Waldvogel & Aschwanden
Error Control and Support for Large-Scale Multicast Applications
Large-scale distributed applications often require data to be distributed from one or more of the participants to many or all of the others. This is most efficiently handled by multicast. Unfortunately, multicast in the Internet suffers from many problems, several of which have been addressed by the research conducted as part of this project:
- Loss
One of the foremost problems is the unreliability of the Internet multicast service: some studies have shown over 30% packet loss, making it a challenge to communicate. Even much lower loss rates are a problem in large-scale applications, as the retransmit requests can easily flood the sender, resulting in so-called sender implosion. As part of this project, lightweight multicast services (LMS) were developed and improved, that make efficient propagation and fulfillment of retransmit requests possible, allowing for a simple and effective implementation of reliable multicast protocols on top of this service. To avoid additional load on the source and improve response time, the system aggregates and directs the retransmit request to a close-by participant that did not suffer the loss. - Congestion Control
With multicast gaining attraction, it becomes important to ensure that multicast traffic does not overload the network or unnecessarily impair other traffic, a mechanism commonly known as congestion control. This is an especially challenging task in multicast, due to the heterogeneity of the link conditions. A subtle balance needs to be found between quick response to congestion and avoiding constant switching of the worst-case link, which would result in the transmit rate dropping to zero. Our result, SRM/CC, combines these mechanisms and is able to find this balance. - Availability and Simplicity
The above mechanisms provide for efficient solution of two main problems at a minimal network overhead. During the project it became clear that multicast would not be as quickly and widely deployed as expected: many users would be unable to get multicast service from their network providers. We thus started looking at end-system multicast (ALMI) and dedicated-server multicast (AMcast). Our results are very promising and became a driving force behind many other research projects on self-organizing and/or structured overlay networks. - Scalability
Multicast routing information is a major burden on Internet routers. We developed Imprecise Multicast Routing to trade significant savings in router memory and state information, as well as in processing complexity, against a small penalty in additional traffic. - Applications
A network function is nothing without applications using it. One of the most promising applications is Media-on-Demand, for entertainment as well as for education and information. Our research in that area resulted in the first scalable, simple, and practicable mechanism whose performance is basically indistinguishable from the theoretical optimum. In addition, it supports a wide variety of scenarios, including pure one-way communication, with no data transmitted from the receivers to the sender.
Key Results
The following lists some of the key achievements of our research (for more results and details, see the publications below):
- LMS was one of the first to propose partial offloading of router functions to nearby hosts. It partially initiated and heavily influenced the design of PGM, a mechanism for reliable multicast that is widely deployed in the Internet.

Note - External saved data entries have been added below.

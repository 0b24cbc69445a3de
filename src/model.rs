use serde::{Deserialize, Deserializer, Serialize};
use serde_json::{Map, Value};

/// Treats an explicit `null` the same as a missing field.
fn nullable<'de, D, T>(deserializer: D) -> Result<T, D::Error>
where
    D: Deserializer<'de>,
    T: Default + Deserialize<'de>,
{
    Ok(Option::<T>::deserialize(deserializer)?.unwrap_or_default())
}

/// Accepts a JSON number or a numeric string; anything else reads as absent.
fn lenient_number<'de, D>(deserializer: D) -> Result<Option<f64>, D::Error>
where
    D: Deserializer<'de>,
{
    Ok(match Value::deserialize(deserializer)? {
        Value::Number(n) => n.as_f64(),
        Value::String(s) => s.trim().parse().ok(),
        _ => None,
    })
}

#[derive(Debug, Clone, Default, PartialEq, Serialize, Deserialize)]
#[serde(rename_all = "camelCase")]
pub struct Segment {
    #[serde(default, skip_serializing_if = "Option::is_none")]
    pub from: Option<String>,
    #[serde(default, skip_serializing_if = "Option::is_none")]
    pub to: Option<String>,
    #[serde(default, skip_serializing_if = "Option::is_none")]
    pub departure_time: Option<String>,
    #[serde(default, skip_serializing_if = "Option::is_none")]
    pub arrival_time: Option<String>,
    /// Minutes on the ground before this segment. Only set from the second segment on.
    #[serde(
        default,
        deserialize_with = "lenient_number",
        skip_serializing_if = "Option::is_none"
    )]
    pub layover_duration: Option<f64>,
    #[serde(default, skip_serializing_if = "Option::is_none")]
    pub air_line: Option<String>,
    #[serde(default, skip_serializing_if = "Option::is_none")]
    pub airline_name: Option<String>,
    #[serde(default, skip_serializing_if = "Option::is_none")]
    pub flight_number: Option<String>,
}

impl Segment {
    pub fn carrier(&self) -> Option<&str> {
        self.airline_name
            .as_deref()
            .filter(|s| !s.is_empty())
            .or(self.air_line.as_deref())
    }
}

#[derive(Debug, Clone, Default, PartialEq, Serialize, Deserialize)]
#[serde(rename_all = "camelCase")]
pub struct Itinerary {
    #[serde(default, deserialize_with = "nullable")]
    pub segments: Vec<Segment>,
    #[serde(default, skip_serializing_if = "Option::is_none")]
    pub total_duration: Option<String>,
}

impl Itinerary {
    /// `None` for an itinerary without segments.
    pub fn stops(&self) -> Option<usize> {
        self.segments.len().checked_sub(1)
    }

    pub fn first(&self) -> Option<&Segment> {
        self.segments.first()
    }

    pub fn last(&self) -> Option<&Segment> {
        self.segments.last()
    }
}

#[derive(Debug, Clone, Default, PartialEq, Serialize, Deserialize)]
#[serde(rename_all = "camelCase")]
pub struct FlightOffer {
    #[serde(
        default,
        deserialize_with = "lenient_number",
        skip_serializing_if = "Option::is_none"
    )]
    pub price: Option<f64>,
    #[serde(default, skip_serializing_if = "Option::is_none")]
    pub departure_itinerary: Option<Itinerary>,
    #[serde(default, skip_serializing_if = "Option::is_none")]
    pub return_itinerary: Option<Itinerary>,
    /// Everything else the API sends, kept so the offer can be posted back verbatim on booking.
    #[serde(flatten)]
    pub extra: Map<String, Value>,
}

impl FlightOffer {
    pub fn departure_segments(&self) -> &[Segment] {
        self.departure_itinerary
            .as_ref()
            .map(|i| i.segments.as_slice())
            .unwrap_or_default()
    }

    pub fn total_duration(&self) -> Option<&str> {
        self.departure_itinerary
            .as_ref()
            .and_then(|i| i.total_duration.as_deref())
    }

    pub fn is_round_trip(&self) -> bool {
        self.return_itinerary
            .as_ref()
            .is_some_and(|i| !i.segments.is_empty())
    }
}

#[derive(Debug, Clone, PartialEq, Eq, Serialize, Deserialize)]
pub struct AirportOption {
    pub label: String,
    pub value: String,
}

/// Envelope every endpoint of the travel API answers with.
#[derive(Debug, Clone, Deserialize)]
pub struct ApiResponse<T> {
    #[serde(default)]
    pub success: bool,
    pub data: Option<T>,
    #[serde(default)]
    pub message: Option<String>,
}

#[cfg(test)]
mod tests {
    use super::*;
    use serde_json::json;

    #[test]
    fn missing_and_null_fields_deserialize() {
        let offer: FlightOffer = serde_json::from_value(json!({
            "departureItinerary": { "segments": null },
            "returnItinerary": null
        }))
        .unwrap();
        assert_eq!(offer.price, None);
        assert!(offer.departure_segments().is_empty());
        assert!(!offer.is_round_trip());
    }

    #[test]
    fn price_as_string_is_accepted() {
        let offer: FlightOffer = serde_json::from_value(json!({ "price": "129.90" })).unwrap();
        assert_eq!(offer.price, Some(129.9));

        let offer: FlightOffer = serde_json::from_value(json!({ "price": "n/a" })).unwrap();
        assert_eq!(offer.price, None);
    }

    #[test]
    fn unknown_fields_survive_a_round_trip() {
        let raw = json!({
            "price": 100,
            "travelClass": "ECONOMY",
            "departureItinerary": {
                "totalDuration": "2h 5m",
                "segments": [{ "from": "FCO", "to": "LHR", "airLine": "AZ", "flightNumber": "AZ204" }]
            }
        });
        let offer: FlightOffer = serde_json::from_value(raw).unwrap();
        assert_eq!(offer.extra.get("travelClass"), Some(&json!("ECONOMY")));

        let back = serde_json::to_value(&offer).unwrap();
        assert_eq!(back["travelClass"], "ECONOMY");
        assert_eq!(back["departureItinerary"]["segments"][0]["airLine"], "AZ");
    }

    #[test]
    fn carrier_prefers_airline_name() {
        let seg = Segment {
            air_line: Some("AZ".into()),
            airline_name: Some("ITA Airways".into()),
            ..Default::default()
        };
        assert_eq!(seg.carrier(), Some("ITA Airways"));

        let seg = Segment {
            air_line: Some("AZ".into()),
            airline_name: Some(String::new()),
            ..Default::default()
        };
        assert_eq!(seg.carrier(), Some("AZ"));
    }

    #[test]
    fn stops_counts_segments_minus_one() {
        let it = Itinerary {
            segments: vec![Segment::default(), Segment::default()],
            total_duration: None,
        };
        assert_eq!(it.stops(), Some(1));
        assert_eq!(Itinerary::default().stops(), None);
    }
}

- ALMI was one of the first to propose self-organizing overlay networks on top of the Internet to perform some function that was not or not satisfactorily offered by the underlying network. It builds on the Internet philosophy that the network should only be burdened by work that cannot efficiently be done in end systems. It has spurred significant interest in this area and many research projects, that use end systems to build higher-order network topologies.
- Media-on-Demand is likely become a major source of network traffic. We show that Fuzzycast, a simple, semi-randomized algorithm that is much more efficient than previous mechanisms and whose performance is basically indistinguishable from the theoretical optimum.